Mais il eut honte de cette perfidie, et, une minute après :

— « Bah ! est-ce que j’ai peur ? »

Mme Arnoux (à force d’en entendre parler) avait fini par se peindre dans son imagination extraordinairement. La persistance de cet amour l’irritait comme un problème. Son austérité un peu théâtrale l’ennuyait maintenant. D’ailleurs, la femme du monde (ou ce qu’il jugeait telle) éblouissait l’avocat comme le symbole et le résumé de mille plaisirs inconnus. Pauvre, il convoitait le luxe sous sa forme la plus claire.

— « Après tout, quand il se fâcherait, tant pis ! Il s’est trop mal comporté envers moi, pour que je me gêne ! Rien ne m’assure qu’elle est sa maîtresse ! Il me l’a nié.

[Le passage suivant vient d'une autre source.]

use crate::error::Result;
use crate::event::{EventFilter, ListEvent, MapEvent};
use crate::infinite::{InfiniteList, InfiniteListOptions};
use crate::info::{Info, InfoView};
use crate::keyed::{select_key, select_keyed_value, select_value, KeyedValue};
use crate::list_event::ListEventStream;
use crate::map_event::MapEventStream;
use crate::observable::Observable;
use crate::query::{Query, QueryOptions};
use crate::snapshot::Snapshot;
use crate::store::ChangeSource;
use crate::view::{ListView, MapView, ValueView};
use serde_json::Value;
use std::collections::BTreeMap;
use std::fmt;
use std::rc::Rc;

/// Entry point over one change source.
///
/// Hands out live views with the default selectors: lists of
/// [`KeyedValue`]s, maps and values of plain JSON. The `_with` variants take
/// custom selectors.
#[derive(Clone)]
pub struct Database {
    source: Rc<dyn ChangeSource>,
}

impl fmt::Debug for Database {
    fn fmt(&self, f: &mut fmt::Formatter<'_>) -> fmt::Result {
        f.debug_struct("Database").finish_non_exhaustive()
    }
}

impl Database {
    pub fn new(source: Rc<dyn ChangeSource>) -> Self {
        Database { source }
    }

    pub fn source(&self) -> Rc<dyn ChangeSource> {
        self.source.clone()
    }

    /// An unconstrained query over `path`.
    pub fn reference(&self, path: &str) -> Query {
        Query::new(path)
    }

    /// Build a query over `path` from `options`.
    ///
    /// # Errors
    ///
    /// Returns [`Error::MultipleOrderings`](crate::Error::MultipleOrderings)
    /// if `options` names more than one ordering.
    pub fn query(&self, path: &str, options: &QueryOptions) -> Result<Query> {
        Query::with_options(path, options)
    }

    /// The live, ordered children of `query` as `$key`/`$value` pairs.
    pub fn list(&self, query: Query) -> Observable<Vec<KeyedValue>> {
        self.list_with(query, select_keyed_value, select_key)
    }

    pub fn list_with<T: Clone + 'static>(
        &self,
        query: Query,
        value_selector: impl Fn(&Snapshot) -> T + 'static,
        key_selector: impl Fn(&T) -> String + 'static,
    ) -> Observable<Vec<T>> {
        ListView::create(self.source.clone(), query, value_selector, key_selector)
    }

    /// The live children of `query`, by key.
    pub fn map(&self, query: Query) -> Observable<BTreeMap<String, Value>> {
        self.map_with(query, select_value)
    }

    pub fn map_with<T: Clone + 'static>(
        &self,
        query: Query,
        value_selector: impl Fn(&Snapshot) -> T + 'static,
    ) -> Observable<BTreeMap<String, T>> {
        MapView::create(self.source.clone(), query, value_selector)
    }

    /// The live value at `query`.
    pub fn value(&self, query: Query) -> Observable<Value> {
        ValueView::create(self.source.clone(), query, select_value)
    }

    /// The live connection state of the store.
    pub fn info(&self) -> Observable<Info> {
        InfoView::create(self.source.clone())
    }

    pub fn list_events(&self, query: Query, filter: EventFilter) -> Observable<ListEvent> {
        ListEventStream::create(self.source.clone(), query, filter)
    }

    pub fn map_events(&self, query: Query, filter: EventFilter) -> Observable<MapEvent> {
        MapEventStream::create(self.source.clone(), query, filter)
    }

    /// An infinite list of `$key`/`$value` pairs over the children of
    /// `reference`, one page per value on `load_more`.
    ///
    /// # Errors
    ///
    /// Returns a configuration error if `options` is invalid.
    pub fn infinite_list<S: 'static>(
        &self,
        reference: Query,
        load_more: Observable<S>,
        options: InfiniteListOptions,
    ) -> Result<Observable<Vec<KeyedValue>>> {
        self.infinite_list_with(reference, load_more, select_keyed_value, select_key, options)
    }

    pub fn infinite_list_with<T, S>(
        &self,
        reference: Query,
        load_more: Observable<S>,
        value_selector: impl Fn(&Snapshot) -> T + 'static,
        key_selector: impl Fn(&T) -> String + 'static,
        options: InfiniteListOptions,
    ) -> Result<Observable<Vec<T>>>
    where
        T: Clone + 'static,
        S: 'static,
    {
        InfiniteList::create(
            self.source.clone(),
            reference,
            load_more,
            value_selector,
            key_selector,
            options,
        )
    }
}
use livefold::{Bound, Error, Limit, Order, Query, QueryOptions};
use serde_json::json;

#[test]
fn test_reference_has_no_constraints() {
    let query = Query::new("a/b");
    assert!(query.is_reference());
    assert_eq!(query.path(), "a/b");
    assert_eq!(query.key(), "b");
    assert_eq!(query.order(), &Order::Default);
    assert_eq!(query.start(), None);
    assert_eq!(query.end(), None);
    assert_eq!(query.limit(), None);
}

#[test]
fn test_path_is_normalized() {
    assert_eq!(Query::new("//a///b/").path(), "a/b");
    assert_eq!(Query::new("/").path(), "");
}

#[test]
fn test_builder() {
    let query = Query::new("scores")
        .order_by_value()
        .start_at(Bound::Value(json!(1)))
        .end_at(Bound::Keyed {
            value: json!(9),
            key: "z".to_string(),
        })
        .limit_to_last(4);
    assert_eq!(query.order(), &Order::Value);
    assert_eq!(query.start(), Some(&Bound::Value(json!(1))));
    assert_eq!(query.end().and_then(Bound::key), Some("z"));
    assert_eq!(query.limit(), Some(Limit::Last(4)));
    assert!(!query.is_reference());

    let reference = query.reference();
    assert!(reference.is_reference());
    assert_eq!(reference.path(), "scores");
}

#[test]
fn test_equal_to_sets_both_bounds() {
    let query = Query::new("scores").order_by_priority().equal_to(Bound::Value(json!(5)));
    assert_eq!(query.order(), &Order::Priority);
    assert_eq!(query.start(), Some(&Bound::Value(json!(5))));
    assert_eq!(query.end(), Some(&Bound::Value(json!(5))));
}

#[test]
fn test_with_options() {
    let options = QueryOptions {
        order_by_child: Some("points".to_string()),
        limit_to_first: Some(2),
        ..QueryOptions::default()
    };
    let query = Query::with_options("scores", &options).unwrap();
    assert_eq!(query.order(), &Order::Child("points".to_string()));
    assert_eq!(query.limit(), Some(Limit::First(2)));

    let query = Query::with_options("scores", &QueryOptions::default()).unwrap();
    assert!(query.is_reference());
}

#[test]
fn test_with_options_rejects_multiple_orderings() {
    let options = QueryOptions {
        order_by_key: true,
        order_by_value: true,
        ..QueryOptions::default()
    };
    let error = Query::with_options("scores", &options).unwrap_err();
    assert_eq!(error, Error::MultipleOrderings);
    assert!(error.is_configuration());
}

#[test]
fn test_options_from_json() {
    let options: QueryOptions = serde_json::from_value(json!({
        "orderByKey": true,
        "startAt": "b",
        "endAt": {"value": "d", "key": "x"},
        "limitToLast": 2
    }))
    .unwrap();
    let query = Query::with_options("letters", &options).unwrap();
    assert_eq!(query.order(), &Order::Key);
    assert_eq!(query.start(), Some(&Bound::Value(json!("b"))));
    assert_eq!(query.end().map(Bound::value), Some(&json!("d")));
    assert_eq!(query.limit(), Some(Limit::Last(2)));
}

#[test]
fn test_error_messages() {
    assert_eq!(Error::MultipleOrderings.to_string(), "multiple orderings specified");
    assert_eq!(Error::NullSnapshot.to_string(), "received null snapshot");
    assert_eq!(
        Error::Upstream("denied".to_string()).to_string(),
        "store error: denied"
    );
}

Donc, je suis libre ! »

Le désir de cette démarche ne le quitta plus. C’était une épreuve de ses forces qu’il voulait faire ; — si bien qu’un jour, tout à coup, il vernit lui-même ses bottes, acheta des gants blancs, et se mit en route, se substituant à Frédéric et s’imaginant presque être lui, par une singulière évolution intellectuelle, où il y avait à la fois de la vengeance et de la sympathie, de l’imitation et de l’audace.

Il fit annoncer « le docteur Deslauriers. »

Mme Arnoux fut surprise, n’ayant réclamé aucun médecin.